German Americans were the largest group of immigrants during the 19th century, outnumbering both English and Irish immigrants, making German Americans the largest ethnic group in the United States today. [4]

The immigrants were as diverse as Germany itself, except that very few aristocrats or upper middle class businessmen arrived. For example, consider Texas, with about 20,000 German Texans in the 1850s[2]:

The Germans who settled Texas were diverse in many ways. They included peasant farmers and intellectuals; Protestants, Catholics, Jews, and atheists; Prussians, Saxons, Hessians, and Alsatians; abolitionists and slaveowners; farmers and townsfolk; frugal, honest folk and ax murderers. They differed in dialect, customs, and physical features. A majority had been farmers in Germany, and most arrived seeking economic opportunities. A few dissident intellectuals fleeing the 1848 revolutions sought political freedom, but few, save perhaps the Wends, went for religious freedom. The German settlements in Texas reflected their diversity. Even in the confined area of the Hill Country, each valley offered a different kind of German. The Llano valley had stern, teetotaling German Methodists, who renounced dancing and fraternal organizations; the Pedernales valley had fun-loving, hardworking Lutherans and Catholics who enjoyed drinking and dancing; and the Guadalupe valley had atheist Germans descended from intellectual political refugees. The scattered German ethnic islands were also diverse. These small enclaves included Lindsay in Cooke County, largely Westphalian Catholic; Waka in Ochiltree County, Midwestern Mennonite; Hurnville in Clay County, Russian German Baptist; and Lockett in Wilbarger County, Wendish Lutheran.

Although there were a few Germans in Texas when the area was under Spanish rule, the first permanent settlement of Germans was at Industry, in Austin County, established by Friedrich Ernst and Charles Fordtran in the early 1830s, then under Mexican rule. Ernst wrote a letter to a friend in his native Oldenburg which was published in the newspaper there. His description of Texas was so influential in attracting German immigrants to that area that he is remembered as "The Father of German Immigration to Texas."

These first immigrants settled in Austin, Colorado, Fayette, and Washington counties. Among the communities in that area considered German towns were Mill creek, Biegel, La Grange, Fayetteville, Cat Spring, Bellville, Frelsburg, New Ulm, Bernardo, Shelby, Ross Prairie, Millheim, and Berlin. Some of the names are German and some are English because some of these were places originally settled and named by Anglo-Americans from the United States but later settled by German immigrants and some of them were founded by Germans.
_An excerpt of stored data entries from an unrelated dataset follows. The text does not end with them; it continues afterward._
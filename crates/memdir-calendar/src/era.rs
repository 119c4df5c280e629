//! Buddhist-Era year numbering.
//!
//! Thai forms display years in the Buddhist Era (พ.ศ.), a fixed offset
//! from the Gregorian calendar year. All date arithmetic in this
//! workspace runs in calendar years; the offset is applied only at the
//! display/wire boundary, and the pair must round-trip exactly:
//! `to_display_year(to_calendar_year(y)) == y` for every year.

use chrono::NaiveDate;

/// Offset between a Buddhist-Era year and the Gregorian calendar year.
pub const ERA_OFFSET: i32 = 543;

/// Calendar (Gregorian) year -> Buddhist-Era display year.
pub fn to_display_year(calendar_year: i32) -> i32 {
    calendar_year + ERA_OFFSET
}

/// Buddhist-Era display year -> calendar (Gregorian) year.
pub fn to_calendar_year(display_year: i32) -> i32 {
    display_year - ERA_OFFSET
}

/// Number of days in the given calendar month, or `None` when the
/// year/month pair is not a valid calendar month.
pub fn days_in_month(year: i32, month: u32) -> Option<u32> {
    let first = NaiveDate::from_ymd_opt(year, month, 1)?;
    let next = if month == 12 {
        NaiveDate::from_ymd_opt(year + 1, 1, 1)?
    } else {
        NaiveDate::from_ymd_opt(year, month + 1, 1)?
    };
    Some((next - first).num_days() as u32)
}

#[cfg(test)]
mod tests {
    use super::{days_in_month, to_calendar_year, to_display_year};

    #[test]
    fn era_offset_round_trips() {
        for display_year in 2400..=2600 {
            assert_eq!(to_display_year(to_calendar_year(display_year)), display_year);
        }
        assert_eq!(to_display_year(1991), 2534);
        assert_eq!(to_calendar_year(2534), 1991);
    }

    #[test]
    fn month_lengths() {
        assert_eq!(days_in_month(2023, 1), Some(31));
        assert_eq!(days_in_month(2023, 2), Some(28));
        assert_eq!(days_in_month(2024, 2), Some(29));
        assert_eq!(days_in_month(2100, 2), Some(28));
        assert_eq!(days_in_month(2023, 4), Some(30));
        assert_eq!(days_in_month(2023, 12), Some(31));
        assert_eq!(days_in_month(2023, 13), None);
        assert_eq!(days_in_month(2023, 0), None);
    }
}
//! In-memory member directory: import, validation, rendering, and the
//! searchable, paginated listing.

pub mod import;
pub mod render;
pub mod validate;
pub mod view;

pub use import::{RosterError, load_roster_csv, load_roster_json};
pub use render::full_address;
pub use validate::validate_member;
pub use view::{DEFAULT_PER_PAGE, RosterView, SortDirection};
//! The form-control contract between a selector and its host form.
//!
//! A selector holds exactly one callback slot per direction, defaulting
//! to a no-op and replaced on registration. The host pushes values in
//! with `write_value`; the selector notifies out through the registered
//! change callback on completed user-driven changes, and fires the
//! touched callback once, on the first user-driven change.

/// When the change callback runs relative to the state transition.
///
/// `Immediate` is the default: state settles, then the callback runs
/// synchronously. `Deferred` parks the emission until the host calls
/// `flush_emission`, for host environments that must avoid reentrant
/// updates inside their own event dispatch.
#[derive(Debug, Clone, Copy, Default, PartialEq, Eq)]
pub enum EmitTiming {
    #[default]
    Immediate,
    Deferred,
}

pub type ChangeFn<E> = Box<dyn FnMut(Option<E>)>;
pub type TouchedFn = Box<dyn FnMut()>;

/// Data binding between a selector and its host form.
pub struct HostBinding<E> {
    on_change: ChangeFn<E>,
    on_touched: TouchedFn,
    touched: bool,
    timing: EmitTiming,
    pending: Option<Option<E>>,
}

impl<E> HostBinding<E> {
    pub fn new(timing: EmitTiming) -> Self {
        Self {
            on_change: Box::new(|_| {}),
            on_touched: Box::new(|| {}),
            touched: false,
            timing,
            pending: None,
        }
    }

    pub fn register_on_change(&mut self, callback: ChangeFn<E>) {
        self.on_change = callback;
    }

    pub fn register_on_touched(&mut self, callback: TouchedFn) {
        self.on_touched = callback;
    }

    /// Fire the touched notification, at most once per binding.
    pub fn touch(&mut self) {
        if !self.touched {
            self.touched = true;
            (self.on_touched)();
        }
    }

    pub fn is_touched(&self) -> bool {
        self.touched
    }

    /// Notify the host of a new external value, per the configured
    /// timing. Deferred emissions keep only the latest value.
    pub fn emit(&mut self, value: Option<E>) {
        match self.timing {
            EmitTiming::Immediate => (self.on_change)(value),
            EmitTiming::Deferred => self.pending = Some(value),
        }
    }

    /// Deliver a parked deferred emission, if any.
    pub fn flush(&mut self) {
        if let Some(value) = self.pending.take() {
            (self.on_change)(value);
        }
    }
}

impl<E> Default for HostBinding<E> {
    fn default() -> Self {
        Self::new(EmitTiming::default())
    }
}

impl<E> std::fmt::Debug for HostBinding<E> {
    fn fmt(&self, f: &mut std::fmt::Formatter<'_>) -> std::fmt::Result {
        f.debug_struct("HostBinding")
            .field("touched", &self.touched)
            .field("timing", &self.timing)
            .field("pending", &self.pending.is_some())
            .finish()
    }
}

/// The operations a host form drives a selector through.
pub trait FormControl {
    /// Value shape the host writes into the control.
    type Write;
    /// Value shape the control emits back to the host.
    type Emit;

    /// Host -> control. `None` clears the selection. Applies even while
    /// the control is disabled; never emits and never touches.
    fn write_value(&mut self, value: Option<Self::Write>);

    /// Register the control -> host change callback (single slot).
    fn register_on_change(&mut self, callback: ChangeFn<Self::Emit>);

    /// Register the touched callback, fired once on the first
    /// user-driven change.
    fn register_on_touched(&mut self, callback: TouchedFn);

    /// Freeze or unfreeze user-driven transitions. Disabling does not
    /// clear existing selections.
    fn set_disabled(&mut self, disabled: bool);
}

#[cfg(test)]
mod tests {
    use super::{EmitTiming, HostBinding};
    use std::cell::RefCell;
    use std::rc::Rc;

    #[test]
    fn touch_fires_once() {
        let count = Rc::new(RefCell::new(0));
        let mut binding: HostBinding<i32> = HostBinding::default();
        let seen = Rc::clone(&count);
        binding.register_on_touched(Box::new(move || *seen.borrow_mut() += 1));
        binding.touch();
        binding.touch();
        assert_eq!(*count.borrow(), 1);
        assert!(binding.is_touched());
    }

    #[test]
    fn deferred_emission_keeps_latest_until_flushed() {
        let seen: Rc<RefCell<Vec<Option<i32>>>> = Rc::new(RefCell::new(Vec::new()));
        let mut binding: HostBinding<i32> = HostBinding::new(EmitTiming::Deferred);
        let sink = Rc::clone(&seen);
        binding.register_on_change(Box::new(move |v| sink.borrow_mut().push(v)));

        binding.emit(Some(1));
        binding.emit(Some(2));
        assert!(seen.borrow().is_empty());

        binding.flush();
        assert_eq!(*seen.borrow(), vec![Some(2)]);

        binding.flush();
        assert_eq!(seen.borrow().len(), 1);
    }
}
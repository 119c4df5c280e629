//! The directory listing: search, filter, sort, paginate.

use memdir_model::{AddressTables, Member};

/// Sort order over member first names.
#[derive(Debug, Clone, Copy, Default, PartialEq, Eq)]
pub enum SortDirection {
    #[default]
    None,
    Asc,
    Desc,
}

/// Default page size of the member grid.
pub const DEFAULT_PER_PAGE: usize = 9;

/// An in-memory view over the loaded roster.
///
/// Search matches case-insensitively across first name, last name,
/// status text, and the member's resolved province name. Sorting is
/// byte-wise over first names (stable for a fixed roster; locale
/// collation not attempted). Pages are 1-based; changing the search
/// term resets to page 1.
#[derive(Debug)]
pub struct RosterView {
    members: Vec<Member>,
    search: String,
    province_filter: Option<i64>,
    sort: SortDirection,
    page: usize,
    per_page: usize,
}

impl RosterView {
    pub fn new(members: Vec<Member>) -> Self {
        Self {
            members,
            search: String::new(),
            province_filter: None,
            sort: SortDirection::None,
            page: 1,
            per_page: DEFAULT_PER_PAGE,
        }
    }

    pub fn with_per_page(mut self, per_page: usize) -> Self {
        self.per_page = per_page.max(1);
        self
    }

    pub fn members(&self) -> &[Member] {
        &self.members
    }

    pub fn set_search(&mut self, term: &str) {
        self.search = term.to_lowercase();
        self.page = 1;
    }

    pub fn set_province_filter(&mut self, province_id: Option<i64>) {
        self.province_filter = province_id;
    }

    pub fn set_sort(&mut self, sort: SortDirection) {
        self.sort = sort;
    }

    pub fn page(&self) -> usize {
        self.page
    }

    pub fn set_page(&mut self, page: usize) {
        self.page = page.max(1);
    }

    pub fn next_page(&mut self, tables: &dyn AddressTables) {
        let total = self.total_pages(tables);
        if self.page < total {
            self.page += 1;
        }
    }

    pub fn previous_page(&mut self) {
        if self.page > 1 {
            self.page -= 1;
        }
    }

    pub fn first_page(&mut self) {
        self.page = 1;
    }

    pub fn last_page(&mut self, tables: &dyn AddressTables) {
        self.page = self.total_pages(tables).max(1);
    }

    /// All members passing the filter, in the configured order.
    pub fn visible<'a>(&'a self, tables: &dyn AddressTables) -> Vec<&'a Member> {
        let mut list: Vec<&Member> = self
            .members
            .iter()
            .filter(|member| self.passes_province_filter(member))
            .filter(|member| self.matches_search(member, tables))
            .collect();

        match self.sort {
            SortDirection::None => {}
            SortDirection::Asc => list.sort_by(|a, b| {
                a.firstname
                    .as_deref()
                    .unwrap_or("")
                    .cmp(b.firstname.as_deref().unwrap_or(""))
            }),
            SortDirection::Desc => list.sort_by(|a, b| {
                b.firstname
                    .as_deref()
                    .unwrap_or("")
                    .cmp(a.firstname.as_deref().unwrap_or(""))
            }),
        }
        list
    }

    /// The current page of the visible list.
    pub fn page_members<'a>(&'a self, tables: &dyn AddressTables) -> Vec<&'a Member> {
        let list = self.visible(tables);
        let start = (self.page - 1).saturating_mul(self.per_page);
        list.into_iter().skip(start).take(self.per_page).collect()
    }

    pub fn total_pages(&self, tables: &dyn AddressTables) -> usize {
        self.visible(tables).len().div_ceil(self.per_page)
    }

    fn passes_province_filter(&self, member: &Member) -> bool {
        let Some(wanted) = self.province_filter else {
            return true;
        };
        member_province_id(member) == Some(wanted)
    }

    fn matches_search(&self, member: &Member, tables: &dyn AddressTables) -> bool {
        if self.search.is_empty() {
            return true;
        }
        let province_name = member_province_id(member)
            .and_then(|id| tables.province_name(id))
            .unwrap_or("");

        contains_ci(member.firstname.as_deref(), &self.search)
            || contains_ci(member.lastname.as_deref(), &self.search)
            || contains_ci(member.alive.map(|a| a.as_wire()), &self.search)
            || contains_ci(Some(province_name), &self.search)
    }
}

fn member_province_id(member: &Member) -> Option<i64> {
    member
        .address
        .as_ref()?
        .address_object
        .as_ref()?
        .province_id
}

fn contains_ci(haystack: Option<&str>, needle_lower: &str) -> bool {
    haystack
        .map(|h| h.to_lowercase().contains(needle_lower))
        .unwrap_or(false)
}

#[cfg(test)]
mod tests {
    use super::{RosterView, SortDirection};
    use memdir_model::{
        AddressTables, AddressValue, AliveStatus, District, Member, MemberAddress, Province,
        Subdistrict,
    };

    struct Tables {
        provinces: Vec<Province>,
    }

    impl AddressTables for Tables {
        fn provinces(&self) -> &[Province] {
            &self.provinces
        }
        fn districts(&self) -> &[District] {
            &[]
        }
        fn subdistricts(&self) -> &[Subdistrict] {
            &[]
        }
    }

    fn tables() -> Tables {
        Tables {
            provinces: vec![
                Province {
                    id: 1,
                    name_th: "กรุงเทพมหานคร".to_string(),
                    name_en: "Bangkok".to_string(),
                },
                Province {
                    id: 3,
                    name_th: "นนทบุรี".to_string(),
                    name_en: "Nonthaburi".to_string(),
                },
            ],
        }
    }

    fn member(firstname: &str, province_id: Option<i64>) -> Member {
        Member {
            firstname: Some(firstname.to_string()),
            lastname: Some("ทดสอบ".to_string()),
            alive: Some(AliveStatus::Alive),
            address: province_id.map(|id| MemberAddress {
                line1: None,
                address_object: Some(AddressValue {
                    province_id: Some(id),
                    ..AddressValue::default()
                }),
            }),
            ..Member::default()
        }
    }

    #[test]
    fn search_matches_province_name() {
        let mut view = RosterView::new(vec![
            member("Alice", Some(1)),
            member("Bob", Some(3)),
            member("Carol", None),
        ]);
        view.set_search("นนทบุรี");
        let names: Vec<_> = view
            .visible(&tables())
            .iter()
            .map(|m| m.firstname.clone().unwrap())
            .collect();
        assert_eq!(names, vec!["Bob"]);
    }

    #[test]
    fn search_matches_status_text() {
        let mut deceased = member("Dan", Some(1));
        deceased.alive = Some(AliveStatus::Deceased);
        let mut view = RosterView::new(vec![member("Alice", Some(1)), deceased]);
        view.set_search("เสียชีวิต");
        assert_eq!(view.visible(&tables()).len(), 1);
    }

    #[test]
    fn sort_orders_by_first_name() {
        let mut view = RosterView::new(vec![
            member("Carol", None),
            member("Alice", None),
            member("Bob", None),
        ]);
        view.set_sort(SortDirection::Asc);
        let names: Vec<_> = view
            .visible(&tables())
            .iter()
            .map(|m| m.firstname.clone().unwrap())
            .collect();
        assert_eq!(names, vec!["Alice", "Bob", "Carol"]);

        view.set_sort(SortDirection::Desc);
        let names: Vec<_> = view
            .visible(&tables())
            .iter()
            .map(|m| m.firstname.clone().unwrap())
            .collect();
        assert_eq!(names, vec!["Carol", "Bob", "Alice"]);
    }

    #[test]
    fn pagination_is_one_based_and_search_resets_page() {
        let members: Vec<Member> = (0..7).map(|i| member(&format!("M{i}"), None)).collect();
        let mut view = RosterView::new(members).with_per_page(3);
        let tables = tables();

        assert_eq!(view.total_pages(&tables), 3);
        assert_eq!(view.page_members(&tables).len(), 3);

        view.set_page(3);
        assert_eq!(view.page_members(&tables).len(), 1);

        view.next_page(&tables);
        assert_eq!(view.page(), 3);

        view.set_search("m");
        assert_eq!(view.page(), 1);
    }

    #[test]
    fn province_filter_narrows_the_list() {
        let mut view = RosterView::new(vec![
            member("Alice", Some(1)),
            member("Bob", Some(3)),
            member("Carol", None),
        ]);
        view.set_province_filter(Some(1));
        assert_eq!(view.visible(&tables()).len(), 1);
        view.set_province_filter(None);
        assert_eq!(view.visible(&tables()).len(), 3);
    }
}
In the 1840s, the social, economic, and technological conditions in Germany, coupled with the availability of lands in frontier Texas, created an ideal climate for an influx of immigrants. In 1842, a group of German noblemen formed the Verein zum Schutz deutscher Einwanderer in Texas (English: Group for the Protection of German immigrants in Texas), called the Verein or the Adelsverein, to secure land in Texas for immigrants. The Verein obtained a grant of 3,800,000 acres (15,400 km²) in west-central Texas from Henry Fisher and Burchard Miller, thus known as the Fisher-Miller Grant. Prospective settlers were promised 320 acres (1.3 km²) of land for a married man or 160 acres (0.6 km²) for a single man, plus transportation across the ocean and to the land; a house, household furnishings, utensils, and farming equipment; churches, hospitals, roads and general provisions for their welfare.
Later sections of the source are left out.